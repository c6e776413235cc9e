//! File naming for persisted media and failure records

use rand::Rng;
use regex::Regex;
use std::sync::LazyLock;

/// Characters that are unsafe in file names on at least one common filesystem
#[allow(clippy::unwrap_used)] // literal pattern
static UNSAFE_CHARS: LazyLock<Regex> =
    LazyLock::new(|| Regex::new(r#"[/\\:*?"<>|\x00-\x1f]"#).unwrap());

/// Length of generated names for items without a file name
const RANDOM_NAME_LEN: usize = 10;

/// Replace path separators and other unsafe characters with `_`
///
/// Leading dots are stripped so a name can never be `..` or a hidden file.
///
/// ```
/// use media_dumper::storage::sanitize_file_name;
///
/// assert_eq!(sanitize_file_name("Trip 2020/21"), "Trip 2020_21");
/// assert_eq!(sanitize_file_name("../etc"), "_etc");
/// ```
pub fn sanitize_file_name(name: &str) -> String {
    let cleaned = UNSAFE_CHARS.replace_all(name.trim(), "_");
    cleaned.trim_start_matches('.').to_string()
}

/// Last path segment of `url`, percent-decoded and sanitized
///
/// Returns `None` when the URL cannot be parsed or its last segment has no
/// extension (CDN URLs like `/photo?id=1` carry nothing useful).
///
/// ```
/// use media_dumper::storage::url_basename;
///
/// assert_eq!(
///     url_basename("https://cdn.example.com/c1/x%20y.jpg?size=max").as_deref(),
///     Some("x y.jpg")
/// );
/// assert_eq!(url_basename("https://cdn.example.com/photo"), None);
/// ```
pub fn url_basename(url: &str) -> Option<String> {
    let parsed = url::Url::parse(url).ok()?;
    let segment = parsed.path_segments()?.next_back()?;
    let decoded = urlencoding::decode(segment).ok()?;
    let name = sanitize_file_name(&decoded);
    let (stem, extension) = name.rsplit_once('.')?;
    if stem.is_empty() || extension.is_empty() {
        return None;
    }
    Some(name)
}

/// Name a fetched file is persisted under: `<url-basename>_<file_name>`
///
/// The remote basename keeps two items with the same capture time apart. When the
/// item has no generated file name a random `.jpg` name is used.
pub fn destination_file_name(url: &str, file_name: &str) -> String {
    let file_name = match sanitize_file_name(file_name) {
        name if name.is_empty() => random_file_name(),
        name => name,
    };
    match url_basename(url) {
        Some(base) => format!("{}_{}", base, file_name),
        None => file_name,
    }
}

/// Name of the sidecar failure record for an item found at `source_url`
///
/// A source URL without a usable final segment gets a random
/// `failed_<letters>.txt` name so records never overwrite each other.
///
/// ```
/// use media_dumper::storage::failure_record_name;
///
/// assert_eq!(
///     failure_record_name("https://vk.com/photo123_456"),
///     "photo123_456.txt"
/// );
/// ```
pub fn failure_record_name(source_url: &str) -> String {
    let last = source_url
        .trim_end_matches('/')
        .rsplit('/')
        .next()
        .unwrap_or_default();
    match sanitize_file_name(last) {
        name if name.is_empty() => format!("failed_{}.txt", random_stem()),
        name => format!("{}.txt", name),
    }
}

fn random_file_name() -> String {
    format!("{}.jpg", random_stem())
}

fn random_stem() -> String {
    const LETTERS: &[u8] = b"abcdefghijklmnopqrstuvwxyzABCDEFGHIJKLMNOPQRSTUVWXYZ";
    let mut rng = rand::thread_rng();
    (0..RANDOM_NAME_LEN)
        .map(|_| LETTERS[rng.gen_range(0..LETTERS.len())] as char)
        .collect()
}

## WORK ORDER
Show every line in the entries where the string "generated" occurs.

## EXERCISE OUTPUT
/// Length of generated names for items without a file name
/// item has no generated file name a random `.jpg` name is used.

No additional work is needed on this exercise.